**** AVAILABLE DATA
pub mod allocator;
pub mod serialization;

pub use allocator::{IdProvider, SequentialIds, UuidIds};
pub use serialization::{
    load_snapshot_from_path, save_snapshot_to_path, snapshot_from_json, snapshot_to_json,
    SaveSnapshot, SAVE_VERSION,
};
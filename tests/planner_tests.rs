mod support;

use std::collections::HashSet;

use rand::SeedableRng;
use rand_chacha::ChaCha8Rng;

use porcfleet::config::constant::{MAX_DAILY_HOURS, MAX_STOPS};
use porcfleet::distance::fallback_km;
use porcfleet::domain::types::{Farm, Truck, TruckClass};
use porcfleet::fixtures::generate_scenario;
use porcfleet::planner::{candidate_indices, plan_day, PlanOptions};
use support::{farm_at, hub, km_north_of_hub, offline_oracle, quiet_opts};

#[tokio::test]
async fn single_farm_single_trip() {
    let (lat, lon) = km_north_of_hub(5.0);
    let mut farms = vec![farm_at("F1", lat, lon, 50, 110.0)];
    let mut trucks = vec![Truck::new("1".to_string(), TruckClass::Small)];
    let sh = hub();
    let oracle = offline_oracle();
    let mut rng = ChaCha8Rng::seed_from_u64(1);

    let log = plan_day(0, &mut farms, &mut trucks, &sh, &oracle, &mut rng, &quiet_opts())
        .await
        .expect("Monday is a working day");

    assert_eq!(log.trips.len(), 1);
    let trip = &log.trips[0];
    assert_eq!(trip.stops, vec!["F1".to_string()]);
    assert_eq!(trip.pigs_delivered, 50);
    assert_eq!(log.total_processed, 50);

    // Round trip out and back on the fallback estimate.
    let expected_dist = 2.0 * fallback_km(sh.point(), farms[0].point());
    assert!((trip.distance_km - expected_dist).abs() < 1e-9);
    let expected_duration = expected_dist / 50.0 + 0.5 + 0.5;
    assert!((trip.duration_hours - expected_duration).abs() < 1e-9);

    // Growth jitter is tiny (mean 0, std 0.1); the herd stays in the
    // no-penalty band and the batch maths stay exact (std 0).
    let w = farms[0].avg_weight_kg;
    assert!((109.0..112.0).contains(&w));
    let load_kg = 50.0 * w;
    let load_factor = load_kg / 10_000.0;
    assert!((trip.load_pct - load_factor * 100.0).abs() < 1e-9);
    assert!((trip.trip_cost - expected_dist * 1.15 * load_factor).abs() < 1e-9);
    assert!((trip.revenue - 50.0 * w * 1.56).abs() < 1e-6);
    assert_eq!(trip.penalty, 0.0);
    assert!((trip.profit - (trip.revenue - trip.trip_cost)).abs() < 1e-9);

    assert_eq!(farms[0].inventory, 0);
    assert_eq!(farms[0].last_visit_day, 0);
    assert!(trucks[0].daily_hours_used <= MAX_DAILY_HOURS);
}

#[tokio::test]
async fn multi_stop_grouping_fills_one_large_truck() {
    let (lat_a, lon) = km_north_of_hub(2.0);
    let (lat_b, _) = km_north_of_hub(3.0);
    let (lat_c, _) = km_north_of_hub(4.0);
    let mut farms = vec![
        farm_at("A", lat_a, lon, 50, 110.0),
        farm_at("B", lat_b, lon, 50, 110.0),
        farm_at("C", lat_c, lon, 50, 110.0),
    ];
    let mut trucks = vec![Truck::new("1".to_string(), TruckClass::Large)];
    let sh = hub();
    let oracle = offline_oracle();
    let mut rng = ChaCha8Rng::seed_from_u64(2);

    let log = plan_day(0, &mut farms, &mut trucks, &sh, &oracle, &mut rng, &quiet_opts())
        .await
        .expect("working day");

    // All three farms grouped into one trip: 16.5 t fits in 20 t.
    assert_eq!(log.trips.len(), 1);
    let trip = &log.trips[0];
    assert_eq!(trip.stops.len(), 3);
    assert_eq!(trip.pigs_delivered, 150);
    assert!(trip.load_pct < 90.0);
    assert!(trucks[0].daily_hours_used <= MAX_DAILY_HOURS);
    for farm in &farms {
        assert_eq!(farm.inventory, 0);
        assert_eq!(farm.last_visit_day, 0);
    }
}

#[tokio::test]
async fn distant_panic_farms_are_backtracked_to_nothing() {
    // Panic-weight herds 200 km out: forced to the top of the queue,
    // but one round trip alone blows the 8 h budget.
    let (lat, lon) = km_north_of_hub(200.0);
    let mut farms = vec![
        farm_at("N1", lat, lon, 50, 120.0),
        farm_at("N2", lat, lon + 0.01, 50, 120.0),
        farm_at("N3", lat, lon + 0.02, 50, 120.0),
    ];
    let mut trucks = vec![Truck::new("1".to_string(), TruckClass::Small)];
    let sh = hub();
    let oracle = offline_oracle();
    let mut rng = ChaCha8Rng::seed_from_u64(3);

    let log = plan_day(0, &mut farms, &mut trucks, &sh, &oracle, &mut rng, &quiet_opts())
        .await
        .expect("working day");

    assert!(log.trips.is_empty());
    assert_eq!(log.total_processed, 0);
    for farm in &farms {
        assert_eq!(farm.inventory, 50);
        assert!(farm.last_visit_day < 0);
    }
    assert_eq!(trucks[0].daily_hours_used, 0.0);
}

#[tokio::test]
async fn seven_day_lockout_after_a_visit() {
    let (lat, lon) = km_north_of_hub(5.0);
    // Enough inventory that the trip leaves animals behind.
    let mut farms = vec![farm_at("F1", lat, lon, 200, 110.0)];
    let mut trucks = vec![Truck::new("1".to_string(), TruckClass::Small)];
    let sh = hub();
    let oracle = offline_oracle();
    let mut rng = ChaCha8Rng::seed_from_u64(4);

    let log = plan_day(0, &mut farms, &mut trucks, &sh, &oracle, &mut rng, &quiet_opts())
        .await
        .expect("working day");
    assert_eq!(log.trips.len(), 1);
    assert_eq!(farms[0].last_visit_day, 0);
    assert!(farms[0].inventory > 0);

    for day in 1..7 {
        assert!(
            candidate_indices(&farms, day).is_empty(),
            "farm must stay locked out on day {day}"
        );
    }
    assert_eq!(candidate_indices(&farms, 7), vec![0]);
}

#[tokio::test]
async fn full_horizon_respects_invariants() {
    let scenario = generate_scenario(64);
    let sh = hub();
    let oracle = offline_oracle();
    let mut farms: Vec<Farm> = scenario.farms.iter().map(Farm::from_spec).collect();
    let mut trucks: Vec<Truck> = scenario.trucks.iter().map(Truck::from_spec).collect();
    let mut rng = ChaCha8Rng::seed_from_u64(64);
    let opts = PlanOptions::fast();

    for day in 0..14 {
        let before: Vec<u32> = farms.iter().map(|f| f.inventory).collect();
        let log = plan_day(day, &mut farms, &mut trucks, &sh, &oracle, &mut rng, &opts).await;

        let Some(log) = log else {
            assert!(matches!(day % 7, 5 | 6), "only weekends may yield no log");
            continue;
        };

        assert!(log.total_processed <= sh.daily_capacity);

        for trip in &log.trips {
            assert!(!trip.stops.is_empty());
            assert!(trip.stops.len() <= MAX_STOPS);
            assert!(trip.pigs_delivered > 0);
            assert!(trip.distance_km > 0.0);
        }

        for truck in &trucks {
            assert!(truck.daily_hours_used <= MAX_DAILY_HOURS + 1e-9);
            assert!(truck.current_load_kg <= truck.capacity_kg + 1e-6);
        }

        // Inventory only moves through committed loads.
        let mut delivered_sum: u32 = 0;
        for (farm, &b) in farms.iter().zip(before.iter()) {
            assert!(farm.inventory <= b);
            delivered_sum += b - farm.inventory;
        }
        assert_eq!(delivered_sum, log.total_processed);

        // A farm was stamped today iff it sits on some route today.
        let routed: HashSet<&str> = log
            .trips
            .iter()
            .flat_map(|t| t.stops.iter().map(|s| s.as_str()))
            .collect();
        for farm in &farms {
            assert_eq!(
                farm.last_visit_day == day as i64,
                routed.contains(farm.id.as_str()),
                "visit stamp mismatch for {} on day {}",
                farm.id,
                day
            );
        }
    }
}
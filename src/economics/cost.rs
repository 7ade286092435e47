use crate::config::constant::{AVG_SPEED_KMH, SERVICE_TIME_PER_STOP, UNLOADING_TIME_SLAUGHTERHOUSE};

/// Transport cost of one trip: distance, per-km rate, scaled by how
/// full the truck actually was.
pub fn trip_cost(distance_km: f64, cost_per_km: f64, load_kg: f64, capacity_kg: f64) -> f64 {
    let load_factor = if capacity_kg > 0.0 {
        load_kg / capacity_kg
    } else {
        0.0
    };
    distance_km * cost_per_km * load_factor
}

/// Driving time plus loading at every farm stop and one unloading slot
/// at the slaughterhouse.
pub fn trip_duration(distance_km: f64, num_stops: usize) -> f64 {
    let drive_time = distance_km / AVG_SPEED_KMH;
    let service_time = num_stops as f64 * SERVICE_TIME_PER_STOP + UNLOADING_TIME_SLAUGHTERHOUSE;
    drive_time + service_time
}

#[cfg(test)]
mod tests {
    use super::*;

    #[test]
    fn zero_load_costs_nothing() {
        assert_eq!(trip_cost(120.0, 1.15, 0.0, 10_000.0), 0.0);
    }

    #[test]
    fn cost_is_monotone_in_each_factor() {
        let base = trip_cost(100.0, 1.15, 5_000.0, 10_000.0);
        assert!(trip_cost(150.0, 1.15, 5_000.0, 10_000.0) > base);
        assert!(trip_cost(100.0, 1.25, 5_000.0, 10_000.0) > base);
        assert!(trip_cost(100.0, 1.15, 7_500.0, 10_000.0) > base);
    }

    #[test]
    fn duration_covers_drive_service_and_unload() {
        // 13 km at 50 km/h, one stop, one unload.
        let hours = trip_duration(13.0, 1);
        assert!((hours - (13.0 / 50.0 + 0.5 + 0.5)).abs() < 1e-9);
    }
}
use std::collections::HashMap;
use std::env;
use std::sync::Mutex;

use futures::future::join_all;
use itertools::Itertools;
use reqwest::Client;
use tracing::debug;

use crate::config::constant::{CIRCUITY_FACTOR_FALLBACK, EARTH_RADIUS_KM, OSRM_API_URL};
use crate::distance::providers::route_distance_km;
use crate::domain::types::Point;

/// Great-circle distance between two points, in km.
pub fn haversine_km(from: Point, to: Point) -> f64 {
    let dlat = (to.lat - from.lat).to_radians();
    let dlon = (to.lon - from.lon).to_radians();
    let a = (dlat / 2.0).sin() * (dlat / 2.0).sin()
        + from.lat.to_radians().cos() * to.lat.to_radians().cos() * (dlon / 2.0).sin() * (dlon / 2.0).sin();
    let c = 2.0 * a.sqrt().atan2((1.0 - a).sqrt());
    EARTH_RADIUS_KM * c
}

/// Great-circle estimate inflated by the road straightness factor.
pub fn fallback_km(from: Point, to: Point) -> f64 {
    haversine_km(from, to) * CIRCUITY_FACTOR_FALLBACK
}

/// Both endpoints rounded to 4 decimals. Keys are directional; callers
/// treat road distances as symmetric by convention.
type CacheKey = (i64, i64, i64, i64);

fn cache_key(from: Point, to: Point) -> CacheKey {
    let r = |v: f64| (v * 10_000.0).round() as i64;
    (r(from.lat), r(from.lon), r(to.lat), r(to.lon))
}

/// Driving-distance oracle. The only place in the engine allowed to do
/// network I/O; it never errors, it degrades to the fallback estimate.
pub struct DistanceOracle {
    cache: Mutex<HashMap<CacheKey, f64>>,
    client: Client,
    base_url: String,
}

impl DistanceOracle {
    pub fn new(base_url: impl Into<String>) -> Self {
        Self {
            cache: Mutex::new(HashMap::new()),
            client: Client::new(),
            base_url: base_url.into(),
        }
    }

    /// Reads OSRM_BASE_URL when set, defaults to the public router.
    pub fn from_env() -> Self {
        let base_url = env::var("OSRM_BASE_URL").unwrap_or_else(|_| OSRM_API_URL.to_string());
        Self::new(base_url)
    }

    pub fn cache_len(&self) -> usize {
        self.cache.lock().expect("distance cache poisoned").len()
    }

    /// Driving distance in km. Cache first; with `use_api` false the
    /// fallback estimate is returned without touching the network, and
    /// without claiming the cache slot an API-backed call could fill.
    pub async fn distance(&self, from: Point, to: Point, use_api: bool) -> f64 {
        let key = cache_key(from, to);
        if let Some(&km) = self.cache.lock().expect("distance cache poisoned").get(&key) {
            return km;
        }

        if !use_api {
            return fallback_km(from, to);
        }

        if let Some(km) = route_distance_km(&self.client, &self.base_url, from, to).await {
            self.cache
                .lock()
                .expect("distance cache poisoned")
                .insert(key, km);
            return km;
        }

        // Cache the fallback too, so a flaky service is not retried
        // for every plan touching the same pair.
        let km = fallback_km(from, to);
        debug!("road distance unavailable, cached fallback {:.2} km", km);
        self.cache
            .lock()
            .expect("distance cache poisoned")
            .insert(key, km);
        km
    }

    /// Round-trip distance hub -> stops... -> hub, legs resolved
    /// concurrently.
    pub async fn route_round_trip_km(&self, hub: Point, stops: &[Point], use_api: bool) -> f64 {
        if stops.is_empty() {
            return 0.0;
        }

        let mut path = Vec::with_capacity(stops.len() + 2);
        path.push(hub);
        path.extend_from_slice(stops);
        path.push(hub);

        let legs = join_all(
            path.iter()
                .tuple_windows()
                .map(|(a, b)| self.distance(*a, *b, use_api)),
        )
        .await;
        legs.into_iter().sum()
    }
}
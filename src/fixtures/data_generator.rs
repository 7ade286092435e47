use std::error::Error;
use std::fs;
use std::path::Path;

use rand::{Rng, SeedableRng};
use rand_chacha::ChaCha8Rng;
use rand_distr::{Distribution, Normal};
use tracing::info;

use crate::domain::scenario::{FarmSpec, Scenario, TruckSpec};
use crate::domain::types::TruckClass;

struct Cluster {
    name: &'static str,
    lat: f64,
    lon: f64,
    count: usize,
    dist_factor: f64,
    weight_bonus: f64,
}

/// Demand clusters: a dense centre around the hub, a far northern zone
/// with heavier herds, and a mid-distance western plateau. Urgency in
/// the periphery forces the planner to split the fleet.
const CLUSTERS: [Cluster; 3] = [
    Cluster {
        name: "Vic_Centre",
        lat: 41.9300,
        lon: 2.2540,
        count: 25,
        dist_factor: 0.01,
        weight_bonus: 0.0,
    },
    Cluster {
        name: "Ripoll_Muntanya",
        lat: 42.2000,
        lon: 2.1900,
        count: 15,
        dist_factor: 0.02,
        weight_bonus: 8.0,
    },
    Cluster {
        name: "Moia_Altipla",
        lat: 41.8100,
        lon: 2.0900,
        count: 10,
        dist_factor: 0.015,
        weight_bonus: 5.0,
    },
];

fn round_to(value: f64, decimals: i32) -> f64 {
    let factor = 10f64.powi(decimals);
    (value * factor).round() / factor
}

/// Deterministic clustered scenario: farm positions and weights are
/// jittered around each cluster node, batch sizes sized so a small
/// truck fills in one stop, with a few high-volume farms in the centre
/// that justify a large one.
pub fn generate_scenario(seed: u64) -> Scenario {
    let mut rng = ChaCha8Rng::seed_from_u64(seed);

    let trucks = vec![
        TruckSpec {
            id: "1".to_string(),
            capacity_tons: 10.0,
            class: TruckClass::Small,
            cost_per_km: None,
        },
        TruckSpec {
            id: "2".to_string(),
            capacity_tons: 10.0,
            class: TruckClass::Small,
            cost_per_km: None,
        },
        TruckSpec {
            id: "3".to_string(),
            capacity_tons: 20.0,
            class: TruckClass::Large,
            cost_per_km: None,
        },
    ];

    let mut farms = vec![];
    for cluster in &CLUSTERS {
        let position_lat = Normal::new(cluster.lat, cluster.dist_factor)
            .expect("cluster jitter must be non-negative");
        let position_lon = Normal::new(cluster.lon, cluster.dist_factor)
            .expect("cluster jitter must be non-negative");
        let weight =
            Normal::new(110.0 + cluster.weight_bonus, 2.0).expect("weight jitter must be valid");

        for _ in 0..cluster.count {
            let lat = position_lat.sample(&mut rng);
            let lon = position_lon.sample(&mut rng);

            let mut w = weight.sample(&mut rng);
            let mut inventory = rng.gen_range(85..=100);

            // A few high-volume centre farms at normal weight.
            if cluster.name == "Vic_Centre" && rng.gen::<f64>() < 0.3 {
                inventory = rng.gen_range(300..=500);
                w = rng.gen_range(105.0..115.0);
            }

            farms.push(FarmSpec {
                id: format!("Farm_{}_{}", farms.len() + 1, cluster.name),
                lat: round_to(lat, 6),
                lon: round_to(lon, 6),
                inventory,
                avg_weight: round_to(w, 2),
            });
        }
    }

    info!(
        "Generated scenario: {} farms across {} clusters, {} trucks",
        farms.len(),
        CLUSTERS.len(),
        trucks.len()
    );

    Scenario { trucks, farms }
}

pub fn write_scenario(scenario: &Scenario, path: impl AsRef<Path>) -> Result<(), Box<dyn Error>> {
    fs::write(path.as_ref(), serde_json::to_string_pretty(scenario)?)?;
    Ok(())
}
********
PROBLEM DESCRIPTION
Each line of the material with the word "count" in it should be listed.

COMPLETED TASK
    count: usize,
        count: 25,
        count: 15,
        count: 10,
        for _ in 0..cluster.count {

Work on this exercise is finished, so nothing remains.